▶ AIM OF THE EXERCISE: Wherever a line in the records contains the word "AnalysisConfig", return that line.
[Opening INPUT DATA section]
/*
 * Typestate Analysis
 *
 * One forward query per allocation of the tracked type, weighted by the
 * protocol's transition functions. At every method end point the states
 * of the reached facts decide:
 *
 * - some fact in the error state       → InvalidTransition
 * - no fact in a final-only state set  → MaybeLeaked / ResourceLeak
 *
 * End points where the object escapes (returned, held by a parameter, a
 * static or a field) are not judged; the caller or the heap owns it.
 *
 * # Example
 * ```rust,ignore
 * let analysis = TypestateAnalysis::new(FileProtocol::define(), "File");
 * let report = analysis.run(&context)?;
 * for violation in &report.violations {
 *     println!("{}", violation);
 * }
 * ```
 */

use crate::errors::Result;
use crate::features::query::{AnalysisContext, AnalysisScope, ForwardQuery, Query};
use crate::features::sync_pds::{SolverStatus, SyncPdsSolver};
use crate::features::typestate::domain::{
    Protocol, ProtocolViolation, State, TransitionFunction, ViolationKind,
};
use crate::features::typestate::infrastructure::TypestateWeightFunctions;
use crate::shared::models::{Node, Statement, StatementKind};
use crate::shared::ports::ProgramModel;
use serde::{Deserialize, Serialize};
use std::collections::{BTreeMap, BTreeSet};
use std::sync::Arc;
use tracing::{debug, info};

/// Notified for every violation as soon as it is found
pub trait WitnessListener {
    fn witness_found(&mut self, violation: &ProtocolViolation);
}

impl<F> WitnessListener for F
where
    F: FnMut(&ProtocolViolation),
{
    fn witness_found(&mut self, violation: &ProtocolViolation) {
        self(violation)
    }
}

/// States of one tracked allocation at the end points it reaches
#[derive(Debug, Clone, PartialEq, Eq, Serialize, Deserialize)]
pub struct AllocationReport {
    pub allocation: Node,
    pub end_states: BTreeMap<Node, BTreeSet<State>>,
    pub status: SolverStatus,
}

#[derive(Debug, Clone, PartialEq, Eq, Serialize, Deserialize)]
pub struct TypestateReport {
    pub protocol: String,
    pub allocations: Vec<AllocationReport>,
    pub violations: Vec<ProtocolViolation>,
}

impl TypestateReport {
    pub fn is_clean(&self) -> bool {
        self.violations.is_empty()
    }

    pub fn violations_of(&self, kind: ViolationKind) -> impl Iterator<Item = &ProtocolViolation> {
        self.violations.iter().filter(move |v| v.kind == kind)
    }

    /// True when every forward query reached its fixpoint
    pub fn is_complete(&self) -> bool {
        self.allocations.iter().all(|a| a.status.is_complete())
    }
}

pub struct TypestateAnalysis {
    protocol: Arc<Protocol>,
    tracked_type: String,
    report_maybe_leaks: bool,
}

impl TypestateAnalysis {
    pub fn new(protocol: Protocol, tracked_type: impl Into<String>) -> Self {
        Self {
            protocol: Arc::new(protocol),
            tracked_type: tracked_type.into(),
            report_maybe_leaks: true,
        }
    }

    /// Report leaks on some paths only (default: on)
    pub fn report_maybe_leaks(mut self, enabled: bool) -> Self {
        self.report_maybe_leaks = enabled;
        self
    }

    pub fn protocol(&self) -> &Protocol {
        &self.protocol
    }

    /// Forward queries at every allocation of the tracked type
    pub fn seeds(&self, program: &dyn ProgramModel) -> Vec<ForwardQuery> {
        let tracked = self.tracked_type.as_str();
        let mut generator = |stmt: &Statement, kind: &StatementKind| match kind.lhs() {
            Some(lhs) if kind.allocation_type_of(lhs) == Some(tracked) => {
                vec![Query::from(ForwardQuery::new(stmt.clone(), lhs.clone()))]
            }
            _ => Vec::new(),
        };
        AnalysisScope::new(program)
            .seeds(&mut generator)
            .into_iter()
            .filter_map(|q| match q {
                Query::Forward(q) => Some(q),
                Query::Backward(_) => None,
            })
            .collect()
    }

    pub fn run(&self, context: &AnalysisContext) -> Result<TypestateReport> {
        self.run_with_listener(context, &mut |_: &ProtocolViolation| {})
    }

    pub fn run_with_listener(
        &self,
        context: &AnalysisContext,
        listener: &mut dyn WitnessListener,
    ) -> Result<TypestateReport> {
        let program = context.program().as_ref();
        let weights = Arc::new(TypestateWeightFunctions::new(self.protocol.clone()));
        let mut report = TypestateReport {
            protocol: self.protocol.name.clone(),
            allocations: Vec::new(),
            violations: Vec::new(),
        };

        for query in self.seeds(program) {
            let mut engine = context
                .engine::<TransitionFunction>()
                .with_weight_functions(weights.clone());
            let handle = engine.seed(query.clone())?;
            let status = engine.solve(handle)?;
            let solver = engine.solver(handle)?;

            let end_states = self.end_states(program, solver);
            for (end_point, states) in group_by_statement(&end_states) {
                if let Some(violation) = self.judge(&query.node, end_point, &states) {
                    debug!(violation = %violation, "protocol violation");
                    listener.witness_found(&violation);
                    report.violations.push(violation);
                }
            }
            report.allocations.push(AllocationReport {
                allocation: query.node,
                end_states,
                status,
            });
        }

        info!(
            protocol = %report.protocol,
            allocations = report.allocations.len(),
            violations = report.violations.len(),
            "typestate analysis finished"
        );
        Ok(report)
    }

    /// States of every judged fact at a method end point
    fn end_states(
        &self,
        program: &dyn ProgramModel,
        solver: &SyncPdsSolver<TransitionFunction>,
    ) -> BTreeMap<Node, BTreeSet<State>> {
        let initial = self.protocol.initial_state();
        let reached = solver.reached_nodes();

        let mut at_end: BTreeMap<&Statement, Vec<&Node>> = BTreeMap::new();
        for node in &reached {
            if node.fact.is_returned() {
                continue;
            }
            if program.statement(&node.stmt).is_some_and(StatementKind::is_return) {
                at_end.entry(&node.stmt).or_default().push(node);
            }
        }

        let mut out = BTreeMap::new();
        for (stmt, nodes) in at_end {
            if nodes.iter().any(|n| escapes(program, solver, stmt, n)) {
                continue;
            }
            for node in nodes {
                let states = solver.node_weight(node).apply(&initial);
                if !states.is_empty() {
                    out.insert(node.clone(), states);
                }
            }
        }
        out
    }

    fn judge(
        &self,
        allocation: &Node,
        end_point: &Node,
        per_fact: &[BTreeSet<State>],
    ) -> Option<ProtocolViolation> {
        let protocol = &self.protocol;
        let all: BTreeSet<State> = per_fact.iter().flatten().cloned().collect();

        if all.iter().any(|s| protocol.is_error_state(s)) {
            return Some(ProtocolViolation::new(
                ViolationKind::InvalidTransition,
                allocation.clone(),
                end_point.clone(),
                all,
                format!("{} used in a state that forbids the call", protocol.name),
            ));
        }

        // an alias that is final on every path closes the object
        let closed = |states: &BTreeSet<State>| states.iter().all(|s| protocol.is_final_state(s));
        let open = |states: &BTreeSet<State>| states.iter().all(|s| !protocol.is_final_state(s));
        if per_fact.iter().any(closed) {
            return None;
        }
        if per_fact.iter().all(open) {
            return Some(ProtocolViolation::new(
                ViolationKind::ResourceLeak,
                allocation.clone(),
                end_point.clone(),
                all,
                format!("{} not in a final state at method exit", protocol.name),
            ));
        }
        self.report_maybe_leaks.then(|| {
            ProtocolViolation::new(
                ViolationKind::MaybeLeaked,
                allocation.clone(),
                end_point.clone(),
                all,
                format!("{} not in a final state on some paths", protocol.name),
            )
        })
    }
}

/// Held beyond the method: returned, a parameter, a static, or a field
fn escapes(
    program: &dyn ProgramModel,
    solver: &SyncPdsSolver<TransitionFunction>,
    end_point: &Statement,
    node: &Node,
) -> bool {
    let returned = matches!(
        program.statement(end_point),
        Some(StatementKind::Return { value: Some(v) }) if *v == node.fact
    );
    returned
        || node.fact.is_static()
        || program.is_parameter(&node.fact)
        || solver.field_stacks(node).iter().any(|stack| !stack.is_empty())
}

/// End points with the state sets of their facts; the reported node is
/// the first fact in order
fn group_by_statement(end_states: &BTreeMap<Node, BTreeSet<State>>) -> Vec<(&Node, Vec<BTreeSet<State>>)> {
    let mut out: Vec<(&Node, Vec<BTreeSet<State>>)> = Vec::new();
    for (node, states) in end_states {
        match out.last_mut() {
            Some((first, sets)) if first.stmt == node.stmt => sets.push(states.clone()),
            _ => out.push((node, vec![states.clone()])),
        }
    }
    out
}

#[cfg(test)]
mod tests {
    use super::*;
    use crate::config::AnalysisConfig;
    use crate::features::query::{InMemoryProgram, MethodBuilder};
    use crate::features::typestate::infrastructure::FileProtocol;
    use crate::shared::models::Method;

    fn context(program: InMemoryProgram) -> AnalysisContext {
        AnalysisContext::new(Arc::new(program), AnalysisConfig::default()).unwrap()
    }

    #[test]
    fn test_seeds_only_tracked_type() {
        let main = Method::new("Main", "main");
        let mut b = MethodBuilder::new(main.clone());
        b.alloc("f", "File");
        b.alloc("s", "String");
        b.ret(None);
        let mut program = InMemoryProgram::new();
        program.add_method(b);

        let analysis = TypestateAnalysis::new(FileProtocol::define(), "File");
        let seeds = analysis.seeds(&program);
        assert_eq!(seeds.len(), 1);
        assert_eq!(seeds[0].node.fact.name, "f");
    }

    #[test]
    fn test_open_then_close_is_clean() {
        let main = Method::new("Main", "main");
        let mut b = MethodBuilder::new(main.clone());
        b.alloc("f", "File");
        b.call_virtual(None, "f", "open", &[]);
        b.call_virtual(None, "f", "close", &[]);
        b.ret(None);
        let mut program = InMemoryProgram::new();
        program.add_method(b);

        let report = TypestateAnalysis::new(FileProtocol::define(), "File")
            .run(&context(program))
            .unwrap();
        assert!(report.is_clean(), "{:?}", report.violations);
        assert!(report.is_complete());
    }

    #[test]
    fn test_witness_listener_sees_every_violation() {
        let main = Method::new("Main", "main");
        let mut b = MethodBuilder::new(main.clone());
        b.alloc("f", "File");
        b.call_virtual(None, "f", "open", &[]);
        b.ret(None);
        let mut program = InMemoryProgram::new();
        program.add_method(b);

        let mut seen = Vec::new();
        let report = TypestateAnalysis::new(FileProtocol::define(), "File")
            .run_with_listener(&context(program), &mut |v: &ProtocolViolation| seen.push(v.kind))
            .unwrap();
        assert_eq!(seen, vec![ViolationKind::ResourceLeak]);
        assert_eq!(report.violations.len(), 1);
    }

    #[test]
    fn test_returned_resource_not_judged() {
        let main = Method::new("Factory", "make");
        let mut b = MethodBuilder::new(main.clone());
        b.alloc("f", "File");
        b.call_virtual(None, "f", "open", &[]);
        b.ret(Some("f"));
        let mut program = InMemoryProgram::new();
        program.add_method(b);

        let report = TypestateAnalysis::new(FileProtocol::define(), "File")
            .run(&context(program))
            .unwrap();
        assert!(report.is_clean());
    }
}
[Closing INPUT DATA section]
▶ EXPECTED OUTPUT:
    use crate::config::AnalysisConfig;
        AnalysisContext::new(Arc::new(program), AnalysisConfig::default()).unwrap()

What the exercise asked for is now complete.